One candidate, Cory Evans, will file with $250,000 in his campaign account, Politicker reported earlier today. And it turns out that even that amount–relatively immense for an assembly race–will be overshadowed by the sum raised by a second candidate, business executive Gus Christensen, who will report a haul of nearly $400,000, according to a source close to him.
In a statement provided to Politicker, Mr. Christensen, who was said to have contributed about $250,000 from his own pocket, touted the sum as a sign of his campaign’s strength.
“I am humbled and honored by this groundswell of support from across our district,” he said. “These numbers clearly show that New Yorkers are excited about the prospect of bringing real progressive representation back to the East Side and Roosevelt Island.”
Mr. Christensen said he will make a final decision about whether to run or not in the “coming days,” but sources in the district say a run is very much in the works. The managing director of Evercore, an investment bank, he has already hired Red Horse Strategies to represent him.
Mr. Kellner has not filed his numbers yet with the state–today is the filing deadline–but a recent report shows he only had a little more than $30,000 in his account.
The incumbent has been the subject of controversy since last summer, when sexual harassment allegations emerged as he was running for the City Council. Mr. Kellner eventually lost that race and recently was stripped of his committee chairmanship after an Assembly investigation found him in violation of the Assembly’s anti-sexual harassment rules.
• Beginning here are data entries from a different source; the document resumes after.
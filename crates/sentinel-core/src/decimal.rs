//! Precision-safe decimal types for trading.
//!
//! Uses `rust_decimal` for exact decimal arithmetic, avoiding
//! floating-point rounding errors critical in financial calculations.

use rust_decimal::Decimal;
use serde::{Deserialize, Serialize};
use std::fmt;
use std::ops::{Add, Div, Mul, Neg, Sub};
use std::str::FromStr;

/// Price with exact decimal precision.
///
/// Wraps `Decimal` to provide type safety and prevent mixing
/// prices with sizes in calculations.
#[derive(Debug, Clone, Copy, PartialEq, Eq, PartialOrd, Ord, Hash, Serialize, Deserialize)]
#[serde(transparent)]
pub struct Price(pub Decimal);

impl Price {
    pub const ZERO: Self = Self(Decimal::ZERO);

    #[inline]
    pub fn new(value: Decimal) -> Self {
        Self(value)
    }

    #[inline]
    pub fn inner(&self) -> Decimal {
        self.0
    }

    #[inline]
    pub fn is_zero(&self) -> bool {
        self.0.is_zero()
    }

    #[inline]
    pub fn is_positive(&self) -> bool {
        self.0.is_sign_positive() && !self.0.is_zero()
    }

    /// Fractional distance from another price: `(self - other) / other`.
    ///
    /// Returns None if `other` is zero.
    #[inline]
    pub fn ratio_from(&self, other: Price) -> Option<Decimal> {
        if other.is_zero() {
            return None;
        }
        Some((self.0 - other.0) / other.0)
    }
}

impl fmt::Display for Price {
    fn fmt(&self, f: &mut fmt::Formatter<'_>) -> fmt::Result {
        write!(f, "{}", self.0)
    }
}

impl FromStr for Price {
    type Err = rust_decimal::Error;

    fn from_str(s: &str) -> Result<Self, Self::Err> {
        Ok(Self(s.parse()?))
    }
}

impl From<Decimal> for Price {
    fn from(d: Decimal) -> Self {
        Self(d)
    }
}

impl Add for Price {
    type Output = Self;

    fn add(self, rhs: Self) -> Self::Output {
        Self(self.0 + rhs.0)
    }
}

impl Sub for Price {
    type Output = Self;

    fn sub(self, rhs: Self) -> Self::Output {
        Self(self.0 - rhs.0)
    }
}

impl Mul<Decimal> for Price {
    type Output = Self;

    fn mul(self, rhs: Decimal) -> Self::Output {
        Self(self.0 * rhs)
    }
}

impl Div<Decimal> for Price {
    type Output = Self;

    fn div(self, rhs: Decimal) -> Self::Output {
        Self(self.0 / rhs)
    }
}

/// Size/quantity with exact decimal precision.
///
/// Always non-negative in this codebase; direction lives on the position.
#[derive(Debug, Clone, Copy, PartialEq, Eq, PartialOrd, Ord, Hash, Serialize, Deserialize)]
#[serde(transparent)]
pub struct Size(pub Decimal);

impl Size {
    pub const ZERO: Self = Self(Decimal::ZERO);

    #[inline]
    pub fn new(value: Decimal) -> Self {
        Self(value)
    }

    #[inline]
    pub fn inner(&self) -> Decimal {
        self.0
    }

    #[inline]
    pub fn is_zero(&self) -> bool {
        self.0.is_zero()
    }

    #[inline]
    pub fn is_positive(&self) -> bool {
        self.0.is_sign_positive() && !self.0.is_zero()
    }

    /// Notional value: size * price.
    #[inline]
    pub fn notional(&self, price: Price) -> Decimal {
        self.0 * price.0
    }
}

impl fmt::Display for Size {
    fn fmt(&self, f: &mut fmt::Formatter<'_>) -> fmt::Result {
        write!(f, "{}", self.0)
    }
}

impl FromStr for Size {
    type Err = rust_decimal::Error;

    fn from_str(s: &str) -> Result<Self, Self::Err> {
        Ok(Self(s.parse()?))
    }
}

impl From<Decimal> for Size {
    fn from(d: Decimal) -> Self {
        Self(d)
    }
}

impl Add for Size {
    type Output = Self;

    fn add(self, rhs: Self) -> Self::Output {
        Self(self.0 + rhs.0)
    }
}

impl Sub for Size {
    type Output = Self;

    fn sub(self, rhs: Self) -> Self::Output {
        Self(self.0 - rhs.0)
    }
}

impl Mul<Decimal> for Size {
    type Output = Self;

    fn mul(self, rhs: Decimal) -> Self::Output {
        Self(self.0 * rhs)
    }
}

impl Neg for Size {
    type Output = Self;

    fn neg(self) -> Self::Output {
        Self(-self.0)
    }
}

#[cfg(test)]
mod tests {
    use super::*;
    use rust_decimal_macros::dec;

    #[test]
    fn test_price_ratio_from() {
        let p1 = Price::new(dec!(100));
        let p2 = Price::new(dec!(95));

        assert_eq!(p2.ratio_from(p1).unwrap(), dec!(-0.05));
        assert!(p2.ratio_from(Price::ZERO).is_none());
    }

    #[test]
    fn test_notional_calculation() {
        let size = Size::new(dec!(0.5));
        let price = Price::new(dec!(50000));

        assert_eq!(size.notional(price), dec!(25000));
    }

    #[test]
    fn test_size_haircut() {
        let size = Size::new(dec!(2));
        assert_eq!((size * dec!(0.8)).inner(), dec!(1.6));
    }
}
Mr. Kellner, who has maintained his innocence, is appealing the ruling and says the investigation was flawed and did not provide him due process.
Mr. Kellner’s future is unclear. Some Upper East Side Democrats believe Mr. Kellner could serve out his term and not seek re-election, while others foresee him battling on. Mr. Evans hosted a fund-raiser for Mr. Kellner in September of 2012, adding further intrigue to the contest. Some sources speculated that Mr. Evans’ entry into the race could mean that Mr. Kellner may eventually choose to step aside.
Mr. Kellner has not returned requests for comment.
Correction: This story has been updated to reflect that the fund-raiser Mr. Evans hosted for Mr. Kellner took place in September of 2012, not 2013.